Viewing all articles
Browse latest Browse all 20

Week of March 2, 2004

$
0
0

Week of March 2, 2004

Program 0409

Segments

Russia Election Preview | Transcript | MP3

Inside Chechnya | Transcript | MP3

Global Chechen Policy | Transcript | MP3

Singapore Tourism | Transcript | MP3

Iran Earthquake Update | Transcript | MP3

Global Citizen: Princeton Lyman | Transcript | MP3

This text has been professionally transcribed. However, for timely distribution, it has not been edited or proofread against the tape.


SERGEI MARKOV: Russia now is in the process, not from communist dictatorship, but from the stage of Yeltsin anarchy to the functioning democratic institutions.

KRISTIN MCHUGH: This week on Common Ground, Russia’s president campaigns for another term in office.

KEITH PORTER: And, an inside view of Russia’s war on terrorism in Chechnya.

CHECHEN PRESIDENT AKHMAD KADYROV: [via a translator] Security is the most important issue. If the republic is secure then investors can come home.
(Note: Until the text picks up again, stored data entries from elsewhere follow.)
fn load_results_for(conn: &Connection, healing_id: &HealingId) -> Result<Vec<HealingResult>> {
    let mut stmt =
        conn.prepare(&format!("{SELECT_RESULT_COLUMNS} WHERE healing_id = ?1 ORDER BY rowid ASC"))?;
    let mut rows = stmt.query(params![healing_id.as_str()])?;
    let mut results = Vec::new();
    while let Some(row) = rows.next()? {
        results.push(decode_result(row)?);
    }
    Ok(results)
}

fn load_result(
    conn: &Connection,
    healing_result_id: HealingResultId,
) -> Result<Option<HealingResult>> {
    let mut stmt =
        conn.prepare(&format!("{SELECT_RESULT_COLUMNS} WHERE healing_result_id = ?1"))?;
    let mut rows = stmt.query(params![healing_result_id.to_string()])?;
    match rows.next()? {
        Some(row) => Ok(Some(decode_result(row)?)),
        None => Ok(None),
    }
}

fn decode_result(row: &Row<'_>) -> Result<HealingResult> {
    let healing_result_id_raw: String = row.get(0)?;
    Ok(HealingResult {
        healing_result_id: HealingResultId(parse_ulid(&healing_result_id_raw)?),
        healing_id: HealingId(row.get(1)?),
        locator: Locator { strategy: row.get(2)?, value: row.get(3)? },
        score: row.get(4)?,
        success: row.get(5)?,
        superseded: row.get(6)?,
        created_at: parse_rfc3339(&row.get::<_, String>(7)?)?,
    })
}

fn storage_error(err: anyhow::Error) -> HealingError {
    HealingError::Storage(format!("{err:#}"))
}

fn insert_error(err: &rusqlite::Error, entity: &str, id: &str) -> HealingError {
    if is_unique_violation(err) {
        return HealingError::DuplicateIdentity(format!("{entity} {id}"));
    }
    HealingError::Storage(format!("failed to insert {entity} {id}: {err}"))
}

fn is_unique_violation(err: &rusqlite::Error) -> bool {
    match err {
        rusqlite::Error::SqliteFailure(failure, _) => {
            failure.code == ErrorCode::ConstraintViolation
                && matches!(
                    failure.extended_code,
                    rusqlite::ffi::SQLITE_CONSTRAINT_PRIMARYKEY
                        | rusqlite::ffi::SQLITE_CONSTRAINT_UNIQUE
                )
        }
        _ => false,
    }
}

fn current_schema_version(conn: &Connection) -> Result<i64> {
    let version = conn
        .query_row("SELECT COALESCE(MAX(version), 0) FROM schema_migrations", [], |row| {
            row.get::<_, i64>(0)
        })
        .context("failed to read current schema version")?;
    Ok(version)
}

fn record_schema_version(conn: &Connection, version: i64) -> Result<()> {
    let now = rfc3339(OffsetDateTime::now_utc())?;
    conn.execute(
        "INSERT OR IGNORE INTO schema_migrations(version, applied_at) VALUES (?1, ?2)",
        params![version, now],
    )
    .with_context(|| format!("failed to record migration version {version}"))?;
    Ok(())
}

fn rfc3339(value: OffsetDateTime) -> Result<String> {
    value
        .format(&time::format_description::well_known::Rfc3339)
        .context("failed to format RFC3339 timestamp")
}

fn parse_rfc3339(value: &str) -> Result<OffsetDateTime> {
    OffsetDateTime::parse(value, &time::format_description::well_known::Rfc3339)
        .with_context(|| format!("invalid RFC3339 timestamp: {value}"))
}

fn parse_ulid(raw: &str) -> Result<Ulid> {
    Ulid::from_string(raw).with_context(|| format!("invalid ULID: {raw}"))
}
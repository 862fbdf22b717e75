use std::borrow::Borrow;
use std::cmp::Ordering;
use std::collections::{BTreeMap, BTreeSet};

use serde::{Deserialize, Serialize};

use crate::{Healing, HealingResult, HealingResultId, Locator, Selector, SelectorId};

#[derive(Debug, Clone, Serialize, Deserialize, PartialEq)]
pub struct RankedCandidate {
    pub healing_result_id: HealingResultId,
    pub locator: Locator,
    pub score: f64,
    pub success: Option<bool>,
}

impl From<&HealingResult> for RankedCandidate {
    fn from(result: &HealingResult) -> Self {
        Self {
            healing_result_id: result.healing_result_id,
            locator: result.locator.clone(),
            score: result.score,
            success: result.success,
        }
    }
}

/// Best-known alternatives for one selector, highest score first.
#[derive(Debug, Clone, Serialize, Deserialize, PartialEq)]
pub struct RankedSelectorView {
    pub selector_id: SelectorId,
    pub class_name: String,
    pub method_name: String,
    pub locator: String,
    pub results: Vec<RankedCandidate>,
}

/// Stable sort by score descending; equal scores keep encounter order.
pub fn sort_by_score<T: Borrow<HealingResult>>(results: &mut [T]) {
    results.sort_by(|lhs, rhs| {
        rhs.borrow().score.partial_cmp(&lhs.borrow().score).unwrap_or(Ordering::Equal)
    });
}

/// Group healings by selector and keep the highest-scored result per distinct locator value.
///
/// Results are pooled per selector in encounter order (healing order, then result order).
/// Superseded results do not take part. Views are ordered by selector id.
#[must_use]
pub fn rank_healings(records: &[Healing]) -> Vec<RankedSelectorView> {
    let mut groups: BTreeMap<&SelectorId, (&Selector, Vec<&HealingResult>)> = BTreeMap::new();
    for healing in records {
        let (_, pool) = groups
            .entry(&healing.selector.selector_id)
            .or_insert_with(|| (&healing.selector, Vec::new()));
        pool.extend(healing.results.iter().filter(|result| !result.superseded));
    }

    groups
        .into_values()
        .map(|(selector, pool)| RankedSelectorView {
            selector_id: selector.selector_id.clone(),
            class_name: selector.class_name.clone(),
            method_name: selector.method_name.clone(),
            locator: selector.locator.value.clone(),
            results: best_per_locator(pool),
        })
        .collect()
}

fn best_per_locator(mut pool: Vec<&HealingResult>) -> Vec<RankedCandidate> {
    sort_by_score(&mut pool);

    let mut seen: BTreeSet<&str> = BTreeSet::new();
    let mut ranked = Vec::new();
    for result in pool {
        if seen.insert(result.locator.value.as_str()) {
            ranked.push(RankedCandidate::from(result));
        }
    }
    ranked
}
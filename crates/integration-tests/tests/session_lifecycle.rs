//! Session store lifecycle across store instances.

#![allow(clippy::unwrap_used)]

use std::sync::Arc;

use shopfront_core::{Role, UserId};
use shopfront_integration_tests::{Recorder, login_as, temp_state_file, token};
use shopfront_state::{
    AuthError, AuthResponse, DurableStore, FileStore, Identity, MalformedResponse, MemoryStore,
    SessionStore, StorageKeys,
};

fn session_over(memory: &MemoryStore) -> SessionStore {
    SessionStore::new(Arc::new(memory.clone()), StorageKeys::default())
}

// ============================================================================
// Login and restore
// ============================================================================

#[test]
fn test_login_then_restore_in_fresh_store() {
    let memory = MemoryStore::new();
    let session = session_over(&memory);

    let identity = session.derive_from_credential(login_as(42, "User")).unwrap();
    assert!(session.is_authenticated());
    assert_eq!(identity.id(), UserId::new(42));
    assert_eq!(identity.email().as_str(), "user42@shop.test");
    assert_eq!(identity.display_name(), "user42");

    let restarted = session_over(&memory);
    assert!(!restarted.is_authenticated());
    let restored = restarted.restore_from_storage();
    assert_eq!(restored.as_ref(), Some(&identity));
    assert_eq!(restarted.current_identity(), Some(identity));
    assert!(restarted.is_authenticated());
}

#[test]
fn test_restore_through_state_file() {
    let path = temp_state_file();
    {
        let session = SessionStore::new(Arc::new(FileStore::open(path.clone())), StorageKeys::default());
        session.derive_from_credential(login_as(7, "Admin")).unwrap();
    }

    let session = SessionStore::new(Arc::new(FileStore::open(path.clone())), StorageKeys::default());
    let restored = session.restore_from_storage().unwrap();
    assert_eq!(restored.role(), Role::Admin);
    assert!(session.is_admin());

    let _ = std::fs::remove_file(path);
}

#[test]
fn test_authorization_header_carries_credential() {
    let memory = MemoryStore::new();
    let session = session_over(&memory);
    let raw = token(3, "c@shop.test", "User");
    session
        .derive_from_credential(AuthResponse::success(raw.clone()))
        .unwrap();

    let header = session.authorization_header().unwrap();
    assert_eq!(secrecy::ExposeSecret::expose_secret(&header), format!("Bearer {raw}"));
}

// ============================================================================
// Rejected and malformed responses
// ============================================================================

#[test]
fn test_failed_response_writes_nothing() {
    let memory = MemoryStore::new();
    let session = session_over(&memory);
    let recorder = Recorder::<Option<Identity>>::new();
    let _sub = session.subscribe(recorder.callback());

    let err = session
        .derive_from_json(r#"{"success":false,"message":"Invalid email or password"}"#)
        .unwrap_err();

    match err {
        AuthError::Rejected { message } => {
            assert_eq!(message.as_deref(), Some("Invalid email or password"));
        }
        other => panic!("expected Rejected, got {other:?}"),
    }
    assert!(memory.is_empty());
    assert_eq!(session.current_identity(), None);
    assert!(!session.is_authenticated());
    // Only the replay on subscribe.
    assert_eq!(recorder.values(), vec![None]);
}

#[test]
fn test_malformed_responses_write_nothing() {
    let memory = MemoryStore::new();
    let session = session_over(&memory);

    for body in [
        r#"{"success":true}"#,
        r#"{"success":true,"data":{}}"#,
        r#"{"success":true,"data":{"token":"not-a-token"}}"#,
        r#"{"token":"abc"}"#,
        "<html>502</html>",
    ] {
        let err = session.derive_from_json(body).unwrap_err();
        assert!(
            matches!(err, AuthError::MalformedResponse(_)),
            "{body}: expected MalformedResponse, got {err:?}"
        );
    }
    assert!(matches!(
        session.derive_from_json(r#"{"success":true}"#),
        Err(AuthError::MalformedResponse(MalformedResponse::MissingData))
    ));
    assert!(memory.is_empty());
    assert!(!session.is_authenticated());
}

#[test]
fn test_failed_login_keeps_previous_session() {
    let memory = MemoryStore::new();
    let session = session_over(&memory);
    let identity = session.derive_from_credential(login_as(1, "User")).unwrap();

    assert!(session
        .derive_from_credential(AuthResponse::failure(None))
        .is_err());
    assert_eq!(session.current_identity(), Some(identity));
    assert!(session.is_authenticated());
}

// ============================================================================
// Logout
// ============================================================================

#[test]
fn test_logout_publishes_absent_once_per_call() {
    let memory = MemoryStore::new();
    let session = session_over(&memory);
    let identity = session.derive_from_credential(login_as(5, "User")).unwrap();

    let recorder = Recorder::<Option<Identity>>::new();
    let _sub = session.subscribe(recorder.callback());
    assert_eq!(recorder.values(), vec![Some(identity)]);
    recorder.reset();

    session.logout().unwrap();
    assert_eq!(recorder.values(), vec![None]);
    assert_eq!(session.current_identity(), None);
    assert!(!session.is_authenticated());
    assert!(memory.is_empty());

    session.logout().unwrap();
    assert_eq!(recorder.values(), vec![None, None]);
}

#[test]
fn test_logout_is_persisted_before_subscribers_run() {
    let memory = MemoryStore::new();
    let session = session_over(&memory);
    session.derive_from_credential(login_as(5, "User")).unwrap();

    let observed = Recorder::<bool>::new();
    let record = observed.callback();
    let probe = memory.clone();
    let keys = StorageKeys::default();
    let _sub = session.subscribe(move |identity: &Option<Identity>| {
        if identity.is_none() {
            record(&probe.get(&keys.credential).is_none());
        }
    });

    session.logout().unwrap();
    assert_eq!(observed.values(), vec![true]);
}

#[test]
fn test_identity_without_credential_is_not_restored() {
    let memory = MemoryStore::new();
    let session = session_over(&memory);
    session.derive_from_credential(login_as(9, "User")).unwrap();
    memory.remove(&StorageKeys::default().credential).unwrap();

    let restarted = session_over(&memory);
    assert_eq!(restarted.restore_from_storage(), None);
    assert!(!restarted.is_authenticated());
    assert!(memory.is_empty());
}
If the situation here is normal then people will come back. That’s why the main task today is to provide security.

PORTER: Plus, the peace proposals to end the conflict in Chechnya.

ILYAS AKHMADOV: [via a translator] I understand observers who can’t figure out what’s going on there. We ourselves don’t understand it. Neither Russians nor us. I can tell you this openly. There’s no logic there.

7MCHUGH: These stories—coming up next.

Top of Page


Russia Election Preview

Listen to This Segment: MP3

PORTER: Common Ground is radio’s weekly program on world affairs. I’m Keith Porter.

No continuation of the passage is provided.